Barkan’s treatment of the source material is not comprehensive, nor is it strictly chronological, yet the end product is both highly cerebral and digestible. The chapters function as a series of case studies that examine increasingly complex issues involved in the production and interpretation of documents that mingle the literary with the graphic. The first chapter looks at the word-image production of Leonardo da Vinci and compares these drawings and notes to those of Michelangelo. Chapter 2 discusses some of the historical aspects of the use of paper while focusing on how the medium was employed in Michelangelo’s workshop. The third chapter deals with a few instances in which the relation of text and image were explicitly understood by the artist within a particular production, while Michelangelo’s signature is the subject of chapter 4. Chapters 5 through 7 follow a general chronology as the first of this triad examines a number of works from the early Cinquecento, the second concentrates on productions from the 1520s, and the third deals with a codex of poems written by Michelangelo during the final decades of his life. The book appropriately ends with a short chapter in which Barkan draws a number of conclusions about the sprawling material and concepts addressed in the nearly three hundred preceding pages.

The documents that comprise the subject of the book are so divergent in nature, and their sheer quantity so staggering, that it would have been impossible for Barkan to address them in any other fashion. A comprehensive analysis would not have been feasible as up to six hundred drawings are believed to exist, along with approximately three hundred poems, five hundred letters, and thousands of ricordi, or memos. The author’s discussion of the papers is rich with context. In an analysis of the signature, for example, Barkan begins with a long history of the artist’s funeral before eventually returning to the original subject of Michelangelo’s name. The prose of a lesser scholar would simply ramble, but Barkan is able to craft a coherent narrative out of seemingly disparate elements while simultaneously communicating a clear point to the reader.

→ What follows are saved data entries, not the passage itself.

#[tokio::test(start_paused = true)]
async fn test_disconnect_during_discovery_cancels_it() {
    let (platform, transporter, recorder) = scanning(
        vec![SimulatedPeripheral::echo_adapter("P1", "OBDII")
            .with_discovery_delay(Duration::from_secs(5))],
        serial_config(),
    )
    .await;
    let p1 = recorder.peripheral("P1");
    let events = Arc::new(Mutex::new(Vec::new()));

    let log = events.clone();
    transporter.connect(&p1, move |result| {
        log.lock().unwrap().push(format!("connect: {:?}", result.err()));
    });
    settle().await;
    assert_eq!(transporter.state(), ConnectionState::DiscoveringServices);

    let log = events.clone();
    transporter.disconnect(move |result| {
        log.lock().unwrap().push(format!("disconnect: {:?}", result));
    });
    tokio::time::sleep(Duration::from_secs(30)).await;

    assert_eq!(
        *events.lock().unwrap(),
        vec![
            "connect: Some(Cancelled)".to_string(),
            "disconnect: Ok(())".to_string()
        ]
    );
    assert_eq!(
        transporter.state(),
        ConnectionState::Disconnected(DisconnectReason::Requested)
    );
    assert!(!platform.is_connected(&p1.id));
}

#[tokio::test(start_paused = true)]
async fn test_failed_connect_keeps_task_responsive() {
    let (platform, transporter, recorder) = scanning(
        vec![bare_peripheral("P3")],
        serial_config().with_disconnect_timeout(Duration::from_secs(5)),
    )
    .await;
    platform.stall_disconnect(true);
    let outcome = Arc::new(Mutex::new(Vec::new()));

    let log = outcome.clone();
    transporter.connect(&recorder.peripheral("P3"), move |result| {
        log.lock().unwrap().push(result.err());
    });
    settle().await;

    // Cleanup of the half-open link is under way; requests still get answers.
    assert_eq!(transporter.state(), ConnectionState::Disconnecting);
    let error = assert_err!(transporter.disconnect_async().await);
    assert!(matches!(
        error,
        BleSerialError::OperationInvalidForState { operation: "disconnect", .. }
    ));
    assert!(outcome.lock().unwrap().is_empty());

    tokio::time::sleep(Duration::from_secs(6)).await;
    assert_eq!(
        *outcome.lock().unwrap(),
        vec![Some(BleSerialError::RequiredCharacteristicMissing {
            characteristic: "notify".to_string()
        })]
    );
    assert_eq!(
        transporter.state(),
        ConnectionState::Disconnected(DisconnectReason::Failed)
    );
}

#[tokio::test(start_paused = true)]
async fn test_disconnect_while_idle_is_rejected() {
    let (_platform, transporter, _recorder) = scanning(vec![], serial_config()).await;

    let error = assert_err!(transporter.disconnect_async().await);
    assert_eq!(
        error,
        BleSerialError::OperationInvalidForState {
            operation: "disconnect",
            state: ConnectionState::Idle,
        }
    );
}

#[tokio::test(start_paused = true)]
async fn test_disconnect_closes_streams_for_good() {
    let (platform, transporter, recorder) = scanning(
        vec![SimulatedPeripheral::echo_adapter("P1", "OBDII")],
        serial_config(),
    )
    .await;
    let mut streams = assert_ok!(transporter.connect_async(&recorder.peripheral("P1")).await);

    assert_ok!(transporter.disconnect_async().await);
    assert_eq!(
        transporter.state(),
        ConnectionState::Disconnected(DisconnectReason::Requested)
    );
    assert!(!platform.is_connected(&PeripheralId::from("P1")));

    for _ in 0..5 {
        let mut buf = [0u8; 16];
        assert_eq!(assert_ok!(streams.input.read(&mut buf).await), 0);
        assert_eq!(
            streams.output.write(b"ATZ\r").await,
            Err(BleSerialError::ChannelClosed)
        );
    }
}

#[tokio::test(start_paused = true)]
async fn test_disconnect_failure_is_reported() {
    let (platform, transporter, recorder) = scanning(
        vec![SimulatedPeripheral::echo_adapter("P1", "OBDII")],
        serial_config(),
    )
    .await;
    let _streams = assert_ok!(transporter.connect_async(&recorder.peripheral("P1")).await);
    platform.fail_disconnect(Some("controller busy"));

    let error = assert_err!(transporter.disconnect_async().await);
    assert!(matches!(error, BleSerialError::DisconnectFailed(_)));
    assert_eq!(
        transporter.state(),
        ConnectionState::Disconnected(DisconnectReason::Failed)
    );
}

#[tokio::test(start_paused = true)]
async fn test_unconfirmed_disconnect_times_out() {
    let (platform, transporter, recorder) = scanning(
        vec![SimulatedPeripheral::echo_adapter("P1", "OBDII")],
        serial_config().with_disconnect_timeout(Duration::from_secs(3)),
    )
    .await;
    let _streams = assert_ok!(transporter.connect_async(&recorder.peripheral("P1")).await);
    platform.stall_disconnect(true);
    let outcome = Arc::new(Mutex::new(Vec::new()));

    let log = outcome.clone();
    transporter.disconnect(move |result| {
        log.lock().unwrap().push(result);
    });
    settle().await;
    assert_eq!(transporter.state(), ConnectionState::Disconnecting);

    tokio::time::sleep(Duration::from_secs(30)).await;
    let outcome = outcome.lock().unwrap();
    assert_eq!(outcome.len(), 1);
    assert!(matches!(outcome[0], Err(BleSerialError::DisconnectFailed(_))));
    assert_eq!(
        transporter.state(),
        ConnectionState::Disconnected(DisconnectReason::Failed)
    );
}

The book’s subject is ostensibly the work of Michelangelo, but the author makes it clear that he is truly interested in how text and image are employed in relation to one another. He addresses the history of the interrelation of poems and pictures, which spans from Socrates to Cicero to Francis Bacon. The sprawling nature of his writing makes the book a challenging read, but it also makes it that much more valuable. Considering the importance of Michelangelo and the quality of Barkan’s scholarship, this book will serve as a useful tool, not only for students of the Renaissance but also to anyone interested in media that combine images with the written word. Michelangelo: A Life on Paper will find crossover appeal for people working on illuminated manuscripts, drawings, political cartoons, and numismatics.